Privacy Policy & Data Protection

Last updated: October 2, 2025

Our Commitment to Your Privacy

At Scrubs to Be, protecting your personal information and learning data is fundamental to our mission. We maintain the highest standards of data security and comply with all applicable regulations including FERPA, HIPAA, and international data protection laws.

Information We Collect

Account Information

  • Name, email address, and institutional affiliation
  • Educational background and career goals
  • Profile preferences and settings

Learning Data

  • Quiz and test performance metrics
  • Study patterns and time spent on platform
  • Progress tracking and achievement data
  • Content interactions and preferences

Technical Information

  • Device type, browser, and operating system
  • IP address and general location (country/region)
  • Session data and analytics

How We Use Your Information

Educational Purposes

To provide personalized learning experiences, track your progress, and adapt content to your needs

Platform Improvement

To analyze aggregate data for improving content, features, and user experience

Communication

To send important updates, educational content, and respond to your inquiries

Institutional Reporting

To provide aggregate analytics to partner institutions (individual data only with explicit consent)
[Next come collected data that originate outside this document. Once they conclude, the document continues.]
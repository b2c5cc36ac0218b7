//! History command implementation - records and inspects conversation
//! state transitions in a DuckDB database

use anyhow::{Context, Result};
use cv_core::{ActorType, ConversationId, DbType, HistoryEntry, HistoryId, NewTransition};
use cv_history::HistoryStore;
use serde_json::Value;
use std::path::PathBuf;

use crate::cli::{
    AppendArgs, DeleteArgs, GlobalArgs, HistoryArgs, HistoryCommands, ListArgs, OpenArgs,
    OutputFormat,
};
use crate::commands::common::{load_config, verbose, IN_MEMORY_DB};

/// Execute a history subcommand
pub(crate) async fn execute(args: &HistoryArgs, global: &GlobalArgs) -> Result<()> {
    let path = database_path(args, global)?;
    verbose(global, format!("Opening history database {}", path.display()));
    let store = HistoryStore::open(&path)
        .with_context(|| format!("Failed to open history database {}", path.display()))?;

    match &args.command {
        HistoryCommands::Open(open) => execute_open(&store, open),
        HistoryCommands::Append(append) => execute_append(&store, append, global),
        HistoryCommands::List(list) => execute_list(&store, list),
        HistoryCommands::Delete(delete) => execute_delete(&store, delete),
    }
}

/// `--database`, else the configured DuckDB file for the selected target
fn database_path(args: &HistoryArgs, global: &GlobalArgs) -> Result<PathBuf> {
    if let Some(path) = &args.database {
        return Ok(PathBuf::from(path));
    }

    let config = load_config(global)?;
    let database = config.database_for(global.target.as_deref())?;
    if database.db_type != DbType::DuckDb {
        anyhow::bail!(
            "History commands need a DuckDB database, but the configured backend is {}. Pass --database <file>.",
            database.db_type
        );
    }
    if database.path == IN_MEMORY_DB {
        anyhow::bail!(
            "The configured DuckDB database is in-memory. Pass --database <file> to keep history."
        );
    }
    Ok(PathBuf::from(database.path))
}

fn conversation_id(raw: &str) -> Result<ConversationId> {
    Ok(ConversationId::parse(raw)?)
}

fn execute_open(store: &HistoryStore, args: &OpenArgs) -> Result<()> {
    let conv_id = conversation_id(&args.conv_id)?;
    store.create_conversation(&conv_id, &args.status)?;
    println!("Opened conversation {} ({})", conv_id, args.status);
    Ok(())
}

fn execute_append(store: &HistoryStore, args: &AppendArgs, global: &GlobalArgs) -> Result<()> {
    let conv_id = conversation_id(&args.conv_id)?;
    let actor_type: ActorType = args.actor_type.parse()?;

    let mut transition =
        NewTransition::new(conv_id, &args.to_status).actor(actor_type, args.actor_id.clone());
    if let Some(from) = &args.from_status {
        transition = transition.from_status(from);
    }
    if let Some(reason) = &args.reason {
        transition = transition.reason(reason);
    }
    if let Some(id) = &args.id {
        let id = HistoryId::parse(id.as_str())?;
        transition = transition.with_id(id);
    }
    for entry in &args.meta {
        let (key, value) = parse_meta(entry)?;
        transition = transition.meta(key, value);
    }

    let entry = store.append(transition)?;
    verbose(global, format!("Stored history row {}", entry.history_id));

    if args.json {
        let json =
            serde_json::to_string_pretty(&entry).context("Failed to serialize to JSON")?;
        println!("{}", json);
    } else {
        println!(
            "Recorded {}: {} -> {}",
            entry.history_id,
            entry.from_status.as_deref().unwrap_or("-"),
            entry.to_status
        );
    }
    Ok(())
}

/// Split `key=value`; the value is JSON when it parses, a string otherwise.
fn parse_meta(raw: &str) -> Result<(String, Value)> {
    let (key, value) = raw
        .split_once('=')
        .with_context(|| format!("Invalid --meta '{raw}': expected KEY=VALUE"))?;
    let key = key.trim();
    if key.is_empty() {
        anyhow::bail!("Invalid --meta '{raw}': key must not be empty");
    }
    let value =
        serde_json::from_str(value).unwrap_or_else(|_| Value::String(value.to_string()));
    Ok((key.to_string(), value))
}

fn execute_list(store: &HistoryStore, args: &ListArgs) -> Result<()> {
    let conv_id = conversation_id(&args.conv_id)?;
    if !store.conversation_exists(&conv_id)? {
        anyhow::bail!("Conversation '{}' not found", conv_id);
    }
    let entries = store.history_for(&conv_id)?;

    match args.output {
        OutputFormat::Table => print_table(&entries),
        OutputFormat::Json => {
            let json =
                serde_json::to_string_pretty(&entries).context("Failed to serialize to JSON")?;
            println!("{}", json);
        }
    }
    Ok(())
}

fn print_table(entries: &[HistoryEntry]) {
    let id_width = entries
        .iter()
        .map(|e| e.history_id.len())
        .max()
        .unwrap_or(10)
        .max(10);
    let from_width = entries
        .iter()
        .map(|e| e.from_status.as_deref().map_or(1, str::len))
        .max()
        .unwrap_or(4)
        .max(4);
    let to_width = entries
        .iter()
        .map(|e| e.to_status.len())
        .max()
        .unwrap_or(2)
        .max(2);
    let time_width = 23;
    let actor_width = 10;

    println!(
        "{:<id_width$}  {:<time_width$}  {:<from_width$}  {:<to_width$}  {:<actor_width$}  REASON",
        "HISTORY_ID", "CREATED_AT", "FROM", "TO", "ACTOR"
    );
    println!(
        "{:-<id_width$}  {:-<time_width$}  {:-<from_width$}  {:-<to_width$}  {:-<actor_width$}  {}",
        "",
        "",
        "",
        "",
        "",
        "-".repeat(20)
    );

    for entry in entries {
        println!(
            "{:<id_width$}  {:<time_width$}  {:<from_width$}  {:<to_width$}  {:<actor_width$}  {}",
            entry.history_id.as_str(),
            entry.created_at.format("%Y-%m-%d %H:%M:%S%.3f").to_string(),
            entry.from_status.as_deref().unwrap_or("-"),
            entry.to_status,
            entry.actor_type.as_str(),
            entry.reason.as_deref().unwrap_or("-")
        );
    }

    println!();
    println!("{} transition(s)", entries.len());
}

fn execute_delete(store: &HistoryStore, args: &DeleteArgs) -> Result<()> {
    let conv_id = conversation_id(&args.conv_id)?;
    let removed = store.delete_conversation(&conv_id)?;
    println!(
        "Deleted conversation {} and {} history row(s)",
        conv_id, removed
    );
    Ok(())
}
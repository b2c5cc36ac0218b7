//! Conversation and history-row identifiers.

use crate::string_id::define_string_id;

define_string_id! {
    /// Identifier of a conversation (the parent of every history row).
    pub struct ConversationId("conversation id");
}

define_string_id! {
    /// Identifier of a single `conversation_state_history` row.
    ///
    /// Generated values are ULIDs, so lexicographic order follows creation
    /// order. Caller-supplied values are stored unchanged.
    pub struct HistoryId("history id");
}

#[cfg(test)]
mod tests {
    use super::*;
    use crate::error::CoreError;

    #[test]
    fn test_parse_reports_kind_and_reason() {
        let err = ConversationId::parse(" c1").unwrap_err();
        assert!(matches!(
            err,
            CoreError::InvalidId { kind: "conversation id", .. }
        ));
        assert_eq!(
            err.to_string(),
            "[C009] Invalid conversation id ' c1': must not start or end with whitespace"
        );
        assert!(HistoryId::parse(String::new()).is_err());
    }

    #[test]
    #[should_panic(expected = "Invalid conversation id '': must not be empty")]
    fn test_new_panics_on_invalid() {
        let _ = ConversationId::new("");
    }

    #[test]
    fn test_display_and_deref() {
        let id = ConversationId::new("conv-1");
        assert_eq!(format!("{}", id), "conv-1");
        assert!(id.starts_with("conv-"));
        assert_eq!(id, "conv-1");
    }

    #[test]
    fn test_deserialize_validates() {
        let err = serde_json::from_str::<HistoryId>(r#""""#).unwrap_err();
        assert!(err.to_string().contains("Invalid history id"));

        let err = serde_json::from_str::<HistoryId>(r#""h1\t""#).unwrap_err();
        assert!(err.to_string().contains("whitespace"));

        let ok: HistoryId = serde_json::from_str(r#""01HZX""#).unwrap();
        assert_eq!(ok.as_str(), "01HZX");
    }

    #[test]
    fn test_serializes_as_plain_string() {
        let id = ConversationId::new("conv-9");
        assert_eq!(serde_json::to_string(&id).unwrap(), r#""conv-9""#);
        assert_eq!(String::from(id), "conv-9");
    }

    #[test]
    fn test_lookup_by_str() {
        use std::collections::HashMap;
        let mut map: HashMap<ConversationId, usize> = HashMap::new();
        map.insert(ConversationId::new("a"), 1);
        assert_eq!(map.get("a"), Some(&1));
    }
}
//! Embedded migration files for the conversation audit schema.
//!
//! Each dialect ships the same numbered layout the default plan expects.
//! `cv init` writes these files to disk; [`crate::HistoryStore`] runs the
//! DuckDB table and index files directly when it opens a database.

use cv_core::{DbType, MigrationStep};

/// A migration file bundled with the binary
#[derive(Debug, Clone, Copy)]
pub struct MigrationFile {
    /// Path relative to the migrations root
    pub path: &'static str,
    /// Raw SQL
    pub sql: &'static str,
}

static DUCKDB_FILES: &[MigrationFile] = &[
    MigrationFile {
        path: "001_reset_schema.sql",
        sql: include_str!("duckdb/001_reset_schema.sql"),
    },
    MigrationFile {
        path: "002_conversations.sql",
        sql: include_str!("duckdb/002_conversations.sql"),
    },
    MigrationFile {
        path: "003_conversation_state_history.sql",
        sql: include_str!("duckdb/003_conversation_state_history.sql"),
    },
    MigrationFile {
        path: "004_history_indexes.sql",
        sql: include_str!("duckdb/004_history_indexes.sql"),
    },
    MigrationFile {
        path: "feature/001_conversation_latest_status.sql",
        sql: include_str!("duckdb/feature/001_conversation_latest_status.sql"),
    },
];

static POSTGRES_FILES: &[MigrationFile] = &[
    MigrationFile {
        path: "001_reset_schema.sql",
        sql: include_str!("postgres/001_reset_schema.sql"),
    },
    MigrationFile {
        path: "002_conversations.sql",
        sql: include_str!("postgres/002_conversations.sql"),
    },
    MigrationFile {
        path: "003_conversation_state_history.sql",
        sql: include_str!("postgres/003_conversation_state_history.sql"),
    },
    MigrationFile {
        path: "roles/001_app_roles.sql",
        sql: include_str!("postgres/roles/001_app_roles.sql"),
    },
    MigrationFile {
        path: "004_history_indexes.sql",
        sql: include_str!("postgres/004_history_indexes.sql"),
    },
    MigrationFile {
        path: "feature/001_conversation_latest_status.sql",
        sql: include_str!("postgres/feature/001_conversation_latest_status.sql"),
    },
];

/// Files that create the store's tables without dropping anything.
pub(crate) static STORE_SCHEMA: &[&str] = &[
    include_str!("duckdb/002_conversations.sql"),
    include_str!("duckdb/003_conversation_state_history.sql"),
    include_str!("duckdb/004_history_indexes.sql"),
];

/// Bundled migration files for `dialect`, in plan order.
pub fn migration_files(dialect: DbType) -> &'static [MigrationFile] {
    match dialect {
        DbType::DuckDb => DUCKDB_FILES,
        DbType::Postgres => POSTGRES_FILES,
    }
}

/// Plan that applies the bundled files for `dialect`.
///
/// DuckDB has no roles, so its plan leaves out the `roles/*.sql` glob.
pub fn default_steps(dialect: DbType) -> Vec<MigrationStep> {
    let plan = MigrationStep::default_plan();
    match dialect {
        DbType::Postgres => plan,
        DbType::DuckDb => plan
            .into_iter()
            .filter(|step| step.as_str() != "roles/*.sql")
            .collect(),
    }
}

#[cfg(test)]
mod tests {
    use super::*;

    #[test]
    fn test_postgres_files_follow_default_plan() {
        let paths: Vec<&str> = migration_files(DbType::Postgres)
            .iter()
            .map(|f| f.path)
            .collect();
        assert_eq!(
            paths,
            vec![
                "001_reset_schema.sql",
                "002_conversations.sql",
                "003_conversation_state_history.sql",
                "roles/001_app_roles.sql",
                "004_history_indexes.sql",
                "feature/001_conversation_latest_status.sql",
            ]
        );
    }

    #[test]
    fn test_postgres_history_table_has_id_trigger() {
        let sql = migration_files(DbType::Postgres)[2].sql;
        assert!(sql.contains("CREATE OR REPLACE FUNCTION generate_ulid()"));
        assert!(sql.contains("CREATE TRIGGER trg_conversation_state_history_id"));
        assert!(sql.contains("BEFORE INSERT ON conversation_state_history"));
        assert!(sql.contains("ON DELETE CASCADE"));
    }

    #[test]
    fn test_duckdb_plan_has_no_roles() {
        let steps = default_steps(DbType::DuckDb);
        assert!(steps.iter().all(|s| !s.as_str().starts_with("roles/")));
        assert!(migration_files(DbType::DuckDb)
            .iter()
            .all(|f| !f.path.starts_with("roles/")));
        assert_eq!(default_steps(DbType::Postgres), MigrationStep::default_plan());
    }

    #[test]
    fn test_duckdb_reset_drops_child_first() {
        let sql = migration_files(DbType::DuckDb)[0].sql;
        let child = sql.find("DROP TABLE IF EXISTS conversation_state_history").unwrap();
        let parent = sql.find("DROP TABLE IF EXISTS conversations").unwrap();
        assert!(child < parent);
    }
}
Data Protection & Security

Encryption

All data is encrypted in transit (TLS 1.3) and at rest (AES-256)

Access Control

Role-based access with multi-factor authentication for sensitive data

Regular Audits

Third-party security audits and penetration testing quarterly

Compliance

SOC 2 Type II certified, FERPA and HIPAA compliant

Your Rights

You have the following rights regarding your personal data:

Access

Request a copy of all personal data we hold about you

Correction

Update or correct any inaccurate information

Deletion

Request deletion of your personal data (subject to legal requirements)

Portability

Export your data in a machine-readable format

FERPA Compliance

For students at partner institutions, we comply with the Family Educational Rights and Privacy Act (FERPA):

  • Educational records are protected and not disclosed without consent
  • Institutions maintain control over their students' educational data
  • Students have the right to review their educational records
  • We act as a school official under FERPA when providing services to institutions

Data Retention

We retain your data for as long as your account is active or as needed to provide services:

  • Active accounts: Data retained while account is in use
  • Inactive accounts: Anonymized after 2 years of inactivity
  • Deleted accounts: Personal data removed within 30 days
  • Legal requirements: Some data retained longer if required by law

Third-Party Services

We use select third-party services that have been vetted for security and privacy compliance:

  • Cloud hosting: AWS (SOC 2, ISO 27001 certified)
  • Analytics: Privacy-focused analytics with no personal data sharing
  • Email: Encrypted email service providers
  • Payment processing: PCI DSS compliant processors

Contact Us

For any privacy-related questions or to exercise your rights:

Data Protection Officer

Email: privacy@scrubstobe.com

Phone: (555) 123-4569

Address: 123 Medical Education Way, Boston, MA 02115

Changes to This Policy: We may update this privacy policy periodically. We will notify you of significant changes via email and platform notifications. Continued use of our services constitutes acceptance of the updated policy.